» **Entries provided**:
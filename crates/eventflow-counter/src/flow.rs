//! The counter aggregate's flow: the worked example every other crate's
//! doc comments point to for "see `eventflow-counter` for a complete
//! example."
//!
//! `Create` structurally promotes into `Created` and switches into the
//! active loop; `Increment`/`Decrement` each emit and switch back into the
//! loop, carrying the running count forward as the resumed value of each
//! `switch` rather than storing it anywhere else. The flow *is* the
//! counter's state.

use eventflow_dsl::{handler, when};
use eventflow_flow::Flow;

use crate::commands::{CounterCommand, CreateCounter};
use crate::events::CounterEvent;

/// The counter's initial flow: accepts only `Create`, then switches into
/// [`active_flow`] seeded with the command's starting value.
#[must_use]
pub fn counter_flow() -> Flow<CounterCommand, CounterEvent> {
    handler(vec![when(|c: &CounterCommand| match c {
        CounterCommand::Create { id, start } => Some(CreateCounter {
            id: id.clone(),
            start: *start,
        }),
        _ => None,
    })
    .emit_structural::<CounterEvent>()
    .switch(
        |e: &CounterEvent| matches!(e, CounterEvent::Created { .. }),
        |e: &CounterEvent| match e {
            CounterEvent::Created { start, .. } => active_flow(*start),
            _ => unreachable!("switch only invokes next on a matched Created event"),
        },
    )])
}

/// The counter's steady-state loop at `count`: accepts `Increment`
/// unconditionally and `Decrement` guarded by `count > 0`, looping back to
/// itself at the updated count either way.
fn active_flow(count: i64) -> Flow<CounterCommand, CounterEvent> {
    handler(vec![
        when(|c: &CounterCommand| match c {
            CounterCommand::Increment { id } => Some(id.clone()),
            _ => None,
        })
        .emit(|id| vec![CounterEvent::Incremented { id }])
        .switch(
            |e: &CounterEvent| matches!(e, CounterEvent::Incremented { .. }),
            move |_e: &CounterEvent| active_flow(count + 1),
        ),
        when(|c: &CounterCommand| match c {
            CounterCommand::Decrement { id } => Some(id.clone()),
            _ => None,
        })
        .guard(move |_| count > 0, "Counter cannot be decremented")
        .emit(|id| vec![CounterEvent::Decremented { id }])
        .switch(
            |e: &CounterEvent| matches!(e, CounterEvent::Decremented { .. }),
            move |_e: &CounterEvent| active_flow(count - 1),
        ),
    ])
}

#[cfg(test)]
mod tests {
    use super::*;
    use eventflow_flow::{compile, CmdFn};
    use std::rc::Rc;

    fn empty_handler() -> Rc<CmdFn<CounterCommand, CounterEvent>> {
        Rc::new(|_: &CounterCommand| None)
    }

    #[test]
    fn decrement_at_zero_fails_but_increment_then_decrement_succeeds() {
        let consumer = compile(empty_handler(), counter_flow()).unwrap();
        let consumer = consumer
            .step_on_event(&CounterEvent::Created {
                id: "a".to_string(),
                start: 0,
            })
            .unwrap();

        let result = (consumer.current_command_handler())(&CounterCommand::Decrement {
            id: "a".to_string(),
        });
        assert_eq!(
            result,
            Some(Err(vec!["Counter cannot be decremented".to_string()]))
        );

        let consumer = consumer
            .step_on_event(&CounterEvent::Incremented {
                id: "a".to_string(),
            })
            .unwrap();
        let result = (consumer.current_command_handler())(&CounterCommand::Decrement {
            id: "a".to_string(),
        });
        assert_eq!(
            result,
            Some(Ok(vec![CounterEvent::Decremented {
                id: "a".to_string()
            }]))
        );
    }
}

» **Try it**: Reprint the whole listing above exactly.

» **Solution to the problem**:
filename crates/eventflow-counter/src/flow.rs
//! The counter aggregate's flow: the worked example every other crate's
//! doc comments point to for "see `eventflow-counter` for a complete
//! example."
//!
//! `Create` structurally promotes into `Created` and switches into the
//! active loop; `Increment`/`Decrement` each emit and switch back into the
//! loop, carrying the running count forward as the resumed value of each
//! `switch` rather than storing it anywhere else. The flow *is* the
//! counter's state.

use eventflow_dsl::{handler, when};
use eventflow_flow::Flow;

use crate::commands::{CounterCommand, CreateCounter};
use crate::events::CounterEvent;

/// The counter's initial flow: accepts only `Create`, then switches into
/// [`active_flow`] seeded with the command's starting value.
#[must_use]
pub fn counter_flow() -> Flow<CounterCommand, CounterEvent> {
    handler(vec![when(|c: &CounterCommand| match c {
        CounterCommand::Create { id, start } => Some(CreateCounter {
            id: id.clone(),
            start: *start,
        }),
        _ => None,
    })
    .emit_structural::<CounterEvent>()
    .switch(
        |e: &CounterEvent| matches!(e, CounterEvent::Created { .. }),
        |e: &CounterEvent| match e {
            CounterEvent::Created { start, .. } => active_flow(*start),
            _ => unreachable!("switch only invokes next on a matched Created event"),
        },
    )])
}

/// The counter's steady-state loop at `count`: accepts `Increment`
/// unconditionally and `Decrement` guarded by `count > 0`, looping back to
/// itself at the updated count either way.
fn active_flow(count: i64) -> Flow<CounterCommand, CounterEvent> {
    handler(vec![
        when(|c: &CounterCommand| match c {
            CounterCommand::Increment { id } => Some(id.clone()),
            _ => None,
        })
        .emit(|id| vec![CounterEvent::Incremented { id }])
        .switch(
            |e: &CounterEvent| matches!(e, CounterEvent::Incremented { .. }),
            move |_e: &CounterEvent| active_flow(count + 1),
        ),
        when(|c: &CounterCommand| match c {
            CounterCommand::Decrement { id } => Some(id.clone()),
            _ => None,
        })
        .guard(move |_| count > 0, "Counter cannot be decremented")
        .emit(|id| vec![CounterEvent::Decremented { id }])
        .switch(
            |e: &CounterEvent| matches!(e, CounterEvent::Decremented { .. }),
            move |_e: &CounterEvent| active_flow(count - 1),
        ),
    ])
}

#[cfg(test)]
mod tests {
    use super::*;
    use eventflow_flow::{compile, CmdFn};
    use std::rc::Rc;

    fn empty_handler() -> Rc<CmdFn<CounterCommand, CounterEvent>> {
        Rc::new(|_: &CounterCommand| None)
    }

    #[test]
    fn decrement_at_zero_fails_but_increment_then_decrement_succeeds() {
        let consumer = compile(empty_handler(), counter_flow()).unwrap();
        let consumer = consumer
            .step_on_event(&CounterEvent::Created {
                id: "a".to_string(),
                start: 0,
            })
            .unwrap();

        let result = (consumer.current_command_handler())(&CounterCommand::Decrement {
            id: "a".to_string(),
        });
        assert_eq!(
            result,
            Some(Err(vec!["Counter cannot be decremented".to_string()]))
        );

        let consumer = consumer
            .step_on_event(&CounterEvent::Incremented {
                id: "a".to_string(),
            })
            .unwrap();
        let result = (consumer.current_command_handler())(&CounterCommand::Decrement {
            id: "a".to_string(),
        });
        assert_eq!(
            result,
            Some(Ok(vec![CounterEvent::Decremented {
                id: "a".to_string()
            }]))
        );
    }
}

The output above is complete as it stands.